• **Task details**
Report each line of the data that has "SwaggerUi" somewhere in it.

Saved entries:
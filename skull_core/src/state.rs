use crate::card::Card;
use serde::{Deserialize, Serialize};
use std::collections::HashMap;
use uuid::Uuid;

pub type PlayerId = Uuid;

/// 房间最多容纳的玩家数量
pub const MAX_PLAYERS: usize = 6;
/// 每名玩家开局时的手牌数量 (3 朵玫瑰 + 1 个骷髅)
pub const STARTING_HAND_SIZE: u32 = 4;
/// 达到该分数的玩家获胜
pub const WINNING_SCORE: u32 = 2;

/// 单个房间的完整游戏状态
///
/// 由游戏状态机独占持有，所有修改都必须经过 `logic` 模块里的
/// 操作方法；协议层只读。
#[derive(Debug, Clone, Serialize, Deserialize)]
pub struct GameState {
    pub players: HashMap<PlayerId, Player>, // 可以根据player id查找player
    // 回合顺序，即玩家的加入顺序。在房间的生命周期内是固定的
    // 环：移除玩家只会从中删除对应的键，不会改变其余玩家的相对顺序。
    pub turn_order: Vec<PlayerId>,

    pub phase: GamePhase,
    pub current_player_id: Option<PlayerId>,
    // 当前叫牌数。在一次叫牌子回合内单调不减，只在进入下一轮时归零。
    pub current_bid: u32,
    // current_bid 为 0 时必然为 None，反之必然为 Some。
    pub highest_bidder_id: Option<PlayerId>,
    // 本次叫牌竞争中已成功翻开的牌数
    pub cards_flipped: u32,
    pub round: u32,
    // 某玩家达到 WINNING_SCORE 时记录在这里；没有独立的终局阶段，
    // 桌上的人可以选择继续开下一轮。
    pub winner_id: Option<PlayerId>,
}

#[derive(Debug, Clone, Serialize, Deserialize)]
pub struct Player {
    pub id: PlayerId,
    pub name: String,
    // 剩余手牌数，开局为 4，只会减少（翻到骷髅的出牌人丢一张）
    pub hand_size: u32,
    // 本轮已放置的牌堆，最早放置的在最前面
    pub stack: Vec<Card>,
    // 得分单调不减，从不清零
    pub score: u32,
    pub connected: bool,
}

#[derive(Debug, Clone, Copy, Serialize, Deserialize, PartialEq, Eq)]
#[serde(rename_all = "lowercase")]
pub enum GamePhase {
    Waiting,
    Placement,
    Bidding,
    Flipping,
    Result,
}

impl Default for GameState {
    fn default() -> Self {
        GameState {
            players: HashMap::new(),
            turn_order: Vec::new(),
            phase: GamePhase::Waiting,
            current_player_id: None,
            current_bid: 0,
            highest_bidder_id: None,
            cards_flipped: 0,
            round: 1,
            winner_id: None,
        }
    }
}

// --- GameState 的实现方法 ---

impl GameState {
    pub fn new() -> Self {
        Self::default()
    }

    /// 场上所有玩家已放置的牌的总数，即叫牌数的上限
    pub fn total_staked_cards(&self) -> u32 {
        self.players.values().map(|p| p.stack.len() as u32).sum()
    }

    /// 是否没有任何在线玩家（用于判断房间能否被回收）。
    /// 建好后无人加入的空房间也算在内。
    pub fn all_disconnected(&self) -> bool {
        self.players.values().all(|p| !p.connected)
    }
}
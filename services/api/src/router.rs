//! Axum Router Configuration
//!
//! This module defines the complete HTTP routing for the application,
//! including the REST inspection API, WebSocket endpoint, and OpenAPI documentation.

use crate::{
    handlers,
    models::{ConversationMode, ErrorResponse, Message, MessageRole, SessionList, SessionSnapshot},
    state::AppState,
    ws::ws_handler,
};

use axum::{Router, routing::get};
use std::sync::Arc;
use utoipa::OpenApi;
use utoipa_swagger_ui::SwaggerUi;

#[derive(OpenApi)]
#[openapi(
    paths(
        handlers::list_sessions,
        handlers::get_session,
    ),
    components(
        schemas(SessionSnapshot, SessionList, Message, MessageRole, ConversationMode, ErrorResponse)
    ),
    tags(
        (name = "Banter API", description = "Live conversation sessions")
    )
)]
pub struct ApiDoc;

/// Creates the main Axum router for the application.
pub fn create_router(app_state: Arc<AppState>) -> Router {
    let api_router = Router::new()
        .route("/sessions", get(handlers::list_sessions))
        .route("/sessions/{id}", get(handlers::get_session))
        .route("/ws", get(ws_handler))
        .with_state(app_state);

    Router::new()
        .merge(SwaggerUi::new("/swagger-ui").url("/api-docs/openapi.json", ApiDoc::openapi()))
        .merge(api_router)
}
==
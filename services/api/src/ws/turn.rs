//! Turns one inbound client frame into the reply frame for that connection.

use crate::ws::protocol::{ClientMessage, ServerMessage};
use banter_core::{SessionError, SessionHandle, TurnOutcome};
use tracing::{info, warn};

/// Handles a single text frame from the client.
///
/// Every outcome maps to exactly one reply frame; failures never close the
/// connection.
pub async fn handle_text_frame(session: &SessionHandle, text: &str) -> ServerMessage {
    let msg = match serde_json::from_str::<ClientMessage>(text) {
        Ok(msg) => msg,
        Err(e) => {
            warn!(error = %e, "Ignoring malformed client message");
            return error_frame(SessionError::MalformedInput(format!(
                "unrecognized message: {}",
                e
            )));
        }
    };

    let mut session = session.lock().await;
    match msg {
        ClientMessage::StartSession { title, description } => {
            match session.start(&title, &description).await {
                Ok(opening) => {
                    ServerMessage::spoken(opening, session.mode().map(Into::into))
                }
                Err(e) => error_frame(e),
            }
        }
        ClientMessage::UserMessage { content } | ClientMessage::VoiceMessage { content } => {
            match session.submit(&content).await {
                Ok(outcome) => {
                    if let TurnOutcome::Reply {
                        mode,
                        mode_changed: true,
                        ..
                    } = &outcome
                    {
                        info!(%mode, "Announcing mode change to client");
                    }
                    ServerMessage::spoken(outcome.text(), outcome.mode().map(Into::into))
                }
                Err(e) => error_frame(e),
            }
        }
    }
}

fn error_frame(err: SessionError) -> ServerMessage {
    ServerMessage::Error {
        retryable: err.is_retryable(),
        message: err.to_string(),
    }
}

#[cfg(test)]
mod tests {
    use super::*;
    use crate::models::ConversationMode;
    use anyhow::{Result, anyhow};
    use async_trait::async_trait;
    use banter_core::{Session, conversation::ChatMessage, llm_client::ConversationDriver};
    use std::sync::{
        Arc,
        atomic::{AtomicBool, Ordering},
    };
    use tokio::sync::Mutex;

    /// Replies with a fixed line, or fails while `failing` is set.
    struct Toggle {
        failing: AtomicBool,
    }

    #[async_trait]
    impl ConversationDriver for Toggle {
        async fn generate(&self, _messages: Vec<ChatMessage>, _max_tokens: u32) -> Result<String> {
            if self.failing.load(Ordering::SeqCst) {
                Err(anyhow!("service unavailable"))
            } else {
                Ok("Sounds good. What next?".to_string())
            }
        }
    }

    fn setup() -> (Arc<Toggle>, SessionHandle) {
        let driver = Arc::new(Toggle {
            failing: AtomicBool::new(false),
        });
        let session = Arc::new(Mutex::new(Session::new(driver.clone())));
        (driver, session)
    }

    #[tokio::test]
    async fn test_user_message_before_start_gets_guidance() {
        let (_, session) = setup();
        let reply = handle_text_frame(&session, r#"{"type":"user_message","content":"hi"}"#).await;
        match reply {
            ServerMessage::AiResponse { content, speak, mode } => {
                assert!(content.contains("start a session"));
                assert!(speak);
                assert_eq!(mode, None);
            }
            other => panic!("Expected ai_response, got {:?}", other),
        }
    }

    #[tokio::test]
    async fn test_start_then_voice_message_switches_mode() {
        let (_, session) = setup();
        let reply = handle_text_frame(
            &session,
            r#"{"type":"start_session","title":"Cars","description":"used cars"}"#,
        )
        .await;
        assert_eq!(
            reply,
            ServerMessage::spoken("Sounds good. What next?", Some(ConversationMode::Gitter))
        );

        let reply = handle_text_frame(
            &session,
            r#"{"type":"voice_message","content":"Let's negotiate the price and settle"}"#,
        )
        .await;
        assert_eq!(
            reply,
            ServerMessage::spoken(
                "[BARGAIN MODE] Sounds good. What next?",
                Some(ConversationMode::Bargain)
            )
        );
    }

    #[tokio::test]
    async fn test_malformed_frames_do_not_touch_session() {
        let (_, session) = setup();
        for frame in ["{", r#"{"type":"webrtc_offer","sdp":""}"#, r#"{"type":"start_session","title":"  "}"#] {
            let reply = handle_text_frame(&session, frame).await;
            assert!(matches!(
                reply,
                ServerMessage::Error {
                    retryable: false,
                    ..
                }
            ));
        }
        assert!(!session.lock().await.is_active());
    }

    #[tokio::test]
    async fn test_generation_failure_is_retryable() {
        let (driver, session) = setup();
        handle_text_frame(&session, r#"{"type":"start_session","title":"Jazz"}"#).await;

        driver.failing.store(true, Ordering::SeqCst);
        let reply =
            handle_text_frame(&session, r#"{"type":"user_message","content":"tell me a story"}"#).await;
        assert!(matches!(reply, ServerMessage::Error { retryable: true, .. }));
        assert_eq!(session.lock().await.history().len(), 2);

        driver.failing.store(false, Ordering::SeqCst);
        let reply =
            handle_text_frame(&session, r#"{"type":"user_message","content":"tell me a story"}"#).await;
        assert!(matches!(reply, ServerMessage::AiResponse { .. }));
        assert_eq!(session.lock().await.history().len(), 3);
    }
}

• **Written response**
use utoipa_swagger_ui::SwaggerUi;
        .merge(SwaggerUi::new("/swagger-ui").url("/api-docs/openapi.json", ApiDoc::openapi()))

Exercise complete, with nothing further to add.